WORK REQUIRED: Exactly as they appear, copy the lines from the start of the entries below to the line containing "use crate::errors::SplitError;", both ends included.

========================================================================

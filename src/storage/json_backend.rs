use std::{
    collections::BTreeMap,
    fs, io,
    path::{Path, PathBuf},
};

use serde_json::Value;

use crate::core::utils::{ensure_dir, write_atomic, PathResolver};
use crate::errors::SplitError;

use super::{KeyValueStore, Result};

/// Values are kept as raw JSON so keys this store did not write survive a rewrite.
type StoreState = BTreeMap<String, Value>;

/// File-backed store keeping every key in a single JSON object (`state.json`).
#[derive(Debug, Clone)]
pub struct JsonStore {
    state_file: PathBuf,
}

impl JsonStore {
    pub fn new(root: Option<PathBuf>) -> Result<Self> {
        let root = PathResolver::resolve_base(root);
        ensure_dir(&root)?;
        let state_file = PathResolver::state_file_in(&root);
        Ok(Self { state_file })
    }

    pub fn state_file(&self) -> &Path {
        &self.state_file
    }

    fn read_contents(&self) -> Result<Option<String>> {
        match fs::read_to_string(&self.state_file) {
            Ok(data) => Ok(Some(data)),
            Err(err) if err.kind() == io::ErrorKind::NotFound => Ok(None),
            Err(err) => Err(err.into()),
        }
    }

    fn read_state(&self) -> Result<StoreState> {
        match self.read_contents()? {
            Some(data) => Ok(serde_json::from_str(&data)?),
            None => Ok(StoreState::new()),
        }
    }
}

impl KeyValueStore for JsonStore {
    fn get(&self, key: &str) -> Result<Option<String>> {
        match self.read_state()?.remove(key) {
            None => Ok(None),
            Some(Value::String(value)) => Ok(Some(value)),
            Some(other) => Err(SplitError::Storage(format!(
                "`{key}` holds {other} instead of a string"
            ))),
        }
    }

    /// I/O failures propagate untouched; only a file that is not a JSON object is
    /// replaced.
    fn set(&self, key: &str, value: &str) -> Result<()> {
        let mut state = match self.read_contents()? {
            None => StoreState::new(),
            Some(data) => serde_json::from_str(&data).unwrap_or_else(|err| {
                tracing::warn!(
                    path = %self.state_file.display(),
                    error = %err,
                    "discarding unparsable state file"
                );
                StoreState::new()
            }),
        };
        state.insert(key.to_string(), Value::String(value.to_string()));
        let json = serde_json::to_string_pretty(&state)?;
        write_atomic(&self.state_file, &json)?;
        tracing::debug!(key, "persisted value");
        Ok(())
    }
}
pub mod commands;
pub mod help;
pub mod io;
pub mod output;
mod shell;
pub mod shell_context;

pub use shell::run_cli;
pub use shell_context::{CliError, CliMode, ShellContext};
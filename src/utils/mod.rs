pub mod build_info;

use std::sync::Once;

static TRACING_INIT: Once = Once::new();

/// Initializes the global tracing subscriber with sensible defaults.
///
/// `RUST_LOG` directives are honoured; `splitbill=info` is always added. Output goes to
/// stderr so it never interleaves with shared summaries on stdout.
pub fn init_tracing() {
    TRACING_INIT.call_once(|| {
        use tracing_subscriber::{fmt, EnvFilter};

        let mut filter = EnvFilter::from_default_env();
        if let Ok(directive) = "splitbill=info".parse() {
            filter = filter.add_directive(directive);
        }

        fmt()
            .with_env_filter(filter)
            .with_writer(std::io::stderr)
            .init();
    });
}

========================================================================

EXERCISE OUTPUT:
filename src/storage/json_backend.rs
use std::{
    collections::BTreeMap,
    fs, io,
    path::{Path, PathBuf},
};

use serde_json::Value;

use crate::core::utils::{ensure_dir, write_atomic, PathResolver};
use crate::errors::SplitError;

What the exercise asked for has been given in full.